Algo que definitivamente marca a las sociedades de nuestro tiempo es la diversidad, una cualidad generada por múltiples causas, entre ellas obviamente están la historia de los pueblos, la globalización, el crecimiento de la movilidad humana por varios motivos no siempre beneficiosos para las personas, la profundización de procesos de integración al crear estas condiciones que permiten a las personas interactuar más allá del Estado de origen, la mayor visibilización a nivel global de pueblos y culturas indígenas, afros, montuvios, entre otras, conglomerados humanos variopintos cohesionados en la lucha por las reivindicaciones de derechos.

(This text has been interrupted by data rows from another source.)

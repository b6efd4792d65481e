//! Request ID middleware for log correlation.

use axum::{
    extract::Request,
    http::{HeaderValue, StatusCode},
    middleware::Next,
    response::Response,
};
use uuid::Uuid;

use crate::metrics;

/// Header name for request ID
pub const REQUEST_ID_HEADER: &str = "x-request-id";

/// Generate or extract request ID from headers
fn get_or_generate_request_id(headers: &axum::http::HeaderMap) -> String {
    headers
        .get(REQUEST_ID_HEADER)
        .and_then(|v| v.to_str().ok())
        .map(|s| s.to_string())
        .unwrap_or_else(|| Uuid::new_v4().to_string())
}

/// Propagate or generate an `x-request-id`, log request start/end under it,
/// echo it on the response, and record per-request metrics.
pub async fn request_id_middleware(request: Request, next: Next) -> Result<Response, StatusCode> {
    let request_id = get_or_generate_request_id(request.headers());
    let method = request.method().to_string();
    let path = request.uri().path().to_string();

    tracing::info!(
        request_id = %request_id,
        method = %method,
        uri = %request.uri(),
        "Request started"
    );

    let started = std::time::Instant::now();
    let response = next.run(request).await;
    let elapsed_ms = started.elapsed().as_secs_f64() * 1000.0;

    let (mut parts, body) = response.into_parts();
    if let Ok(header_value) = HeaderValue::from_str(&request_id) {
        parts.headers.insert(REQUEST_ID_HEADER, header_value);
    }

    metrics::http_requests_total(&method, &path, parts.status.as_u16());
    metrics::http_request_duration_ms(&method, &path, elapsed_ms);

    tracing::info!(
        request_id = %request_id,
        status = %parts.status,
        "Request completed"
    );

    Ok(Response::from_parts(parts, body))
}

#[cfg(test)]
mod tests {
    use super::*;
    use axum::http::header::HeaderMap;

    #[test]
    fn test_get_or_generate_request_id_with_existing() {
        let mut headers = HeaderMap::new();
        headers.insert(REQUEST_ID_HEADER, HeaderValue::from_static("test-id-123"));

        let request_id = get_or_generate_request_id(&headers);
        assert_eq!(request_id, "test-id-123");
    }

    #[test]
    fn test_get_or_generate_request_id_generates_new() {
        let headers = HeaderMap::new();
        let request_id = get_or_generate_request_id(&headers);

        assert!(Uuid::parse_str(&request_id).is_ok());
    }
}
//! Task data models.

use serde::{Deserialize, Serialize};
use uuid::Uuid;

/// Task lifecycle state. Only these two values are accepted on the wire.
#[derive(Debug, Clone, Copy, PartialEq, Eq, Serialize, Deserialize)]
#[serde(rename_all = "lowercase")]
pub enum TaskStatus {
    Pending,
    Completed,
}

impl TaskStatus {
    pub fn as_str(self) -> &'static str {
        match self {
            TaskStatus::Pending => "pending",
            TaskStatus::Completed => "completed",
        }
    }

    /// Parse a client-supplied status string. Anything but the two exact
    /// lowercase values is rejected.
    pub fn parse(value: &str) -> Option<Self> {
        match value {
            "pending" => Some(TaskStatus::Pending),
            "completed" => Some(TaskStatus::Completed),
            _ => None,
        }
    }
}

/// A stored task. `due_date` is kept as the client-supplied string.
#[derive(Debug, Clone, PartialEq, Eq, Serialize, Deserialize)]
#[serde(rename_all = "camelCase")]
pub struct Task {
    pub task_id: Uuid,
    pub title: String,
    pub description: String,
    pub due_date: String,
    pub status: TaskStatus,
}

/// Fields for creating a task; the id is assigned server-side.
#[derive(Debug, Clone)]
pub struct NewTask {
    pub title: String,
    pub description: String,
    pub due_date: String,
    pub status: TaskStatus,
}

/// Full replacement of an existing task's fields.
#[derive(Debug, Clone)]
pub struct TaskUpdate {
    pub task_id: Uuid,
    pub title: String,
    pub description: String,
    pub due_date: String,
    pub status: TaskStatus,
}

#[cfg(test)]
mod tests {
    use super::*;

    #[test]
    fn status_parsing_is_exact() {
        assert_eq!(TaskStatus::parse("pending"), Some(TaskStatus::Pending));
        assert_eq!(TaskStatus::parse("completed"), Some(TaskStatus::Completed));
        assert_eq!(TaskStatus::parse("Pending"), None);
        assert_eq!(TaskStatus::parse("done"), None);
        assert_eq!(TaskStatus::parse(""), None);
    }

    #[test]
    fn task_serializes_camel_case() {
        let task = Task {
            task_id: Uuid::new_v4(),
            title: "Read Dune".to_string(),
            description: "Chapters 1-5".to_string(),
            due_date: "2026-09-01".to_string(),
            status: TaskStatus::Pending,
        };
        let json = serde_json::to_value(&task).unwrap();
        assert!(json.get("taskId").is_some());
        assert!(json.get("dueDate").is_some());
        assert_eq!(json["status"], "pending");
    }
}
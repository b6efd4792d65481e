//! Authentication data models.

use chrono::{Duration, Utc};
use serde::{Deserialize, Serialize};
use uuid::Uuid;

/// Account role. New registrations always start as [`Role::User`];
/// promotion happens out of band.
#[derive(Debug, Clone, Copy, Default, PartialEq, Eq, Serialize, Deserialize)]
#[serde(rename_all = "lowercase")]
pub enum Role {
    #[default]
    User,
    Admin,
}

impl Role {
    pub fn as_str(self) -> &'static str {
        match self {
            Role::User => "user",
            Role::Admin => "admin",
        }
    }
}

impl From<&str> for Role {
    /// Unknown values fall back to the least-privileged role.
    fn from(value: &str) -> Self {
        match value {
            "admin" => Role::Admin,
            _ => Role::User,
        }
    }
}

/// A registered account. The password hash is deliberately not part of this
/// type; it stays at the store layer and never travels with the user record.
#[derive(Debug, Clone, Serialize, PartialEq, Eq)]
pub struct User {
    pub id: Uuid,
    pub username: String,
    pub email: String,
    pub role: Role,
}

/// Claims embedded in both access and refresh tokens.
///
/// `exp` drives expiry checks during verification; everything else is a
/// snapshot of the user at issuance time. Renewal re-resolves the user from
/// the store, so stale `role`/`email` snapshots are refreshed on the next
/// access token rather than trusted forever.
#[derive(Debug, Clone, Serialize, Deserialize, PartialEq, Eq)]
#[serde(rename_all = "camelCase")]
pub struct TokenPayload {
    pub username: String,
    pub role: Role,
    pub user_id: Uuid,
    pub email: String,
    pub iat: i64,
    pub exp: i64,
}

impl TokenPayload {
    pub fn new(user: &User, ttl: Duration) -> Self {
        let now = Utc::now();
        Self {
            username: user.username.clone(),
            role: user.role,
            user_id: user.id,
            email: user.email.clone(),
            iat: now.timestamp(),
            exp: (now + ttl).timestamp(),
        }
    }
}

/// Parameters for creating an account.
#[derive(Debug, Clone)]
pub struct RegisterRequest {
    pub username: String,
    pub email: String,
    pub password: String,
}

/// Parameters for logging in.
#[derive(Debug, Clone)]
pub struct LoginRequest {
    pub username: String,
    pub password: String,
}

/// Which kind of client is talking to us, and therefore how the refresh
/// token must be delivered. The literal string `"app"` selects [`App`];
/// anything else, including absence, is [`Web`].
///
/// [`App`]: ClientKind::App
/// [`Web`]: ClientKind::Web
#[derive(Debug, Clone, Copy, Default, PartialEq, Eq, Deserialize)]
#[serde(from = "String")]
pub enum ClientKind {
    #[default]
    Web,
    App,
}

impl ClientKind {
    /// Resolve from an optional query/body value.
    pub fn from_param(value: Option<&str>) -> Self {
        match value {
            Some("app") => ClientKind::App,
            _ => ClientKind::Web,
        }
    }
}

impl From<String> for ClientKind {
    fn from(value: String) -> Self {
        ClientKind::from_param(Some(value.as_str()))
    }
}

/// How the refresh token leaves the server. The two channels are mutually
/// exclusive: a session never produces both.
#[derive(Debug, Clone, PartialEq, Eq)]
pub enum RefreshDelivery {
    /// App clients get the token in the response body and store it
    /// themselves.
    Body { refresh_token: String },
    /// Web clients get an HTTP-only cookie and never see the token from
    /// script.
    Cookie { refresh_token: String },
}

/// Result of a successful login or registration.
#[derive(Debug, Clone)]
pub struct IssuedSession {
    pub user: User,
    pub access_token: String,
    pub delivery: RefreshDelivery,
}

/// Result of a successful refresh renewal. Only the access token is new;
/// the refresh token the client presented stays as-is.
#[derive(Debug, Clone)]
pub struct RenewedAccess {
    pub user: User,
    pub access_token: String,
}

Ecuador no está al margen de esta circunstancia. Podría decirse que la diversidad representa al mismo tiempo la riqueza de una nación y la fuente de enconados conflictos proclives a colisionar con creeencias religiosas, dogmas, preferencias, sentires, ideologías, comportamientos relacionados con la ética y la moral.
Lo cierto es que la diversidad no está en el aire, sino en nuestros espacios vitales, concretamente en las personas que, como tales, merecen respeto y, sobre todo, gozar de todos los derechos inherentes a su común naturaleza y condición, en especial, ser tratados como iguales, sin discriminación y, con equidad.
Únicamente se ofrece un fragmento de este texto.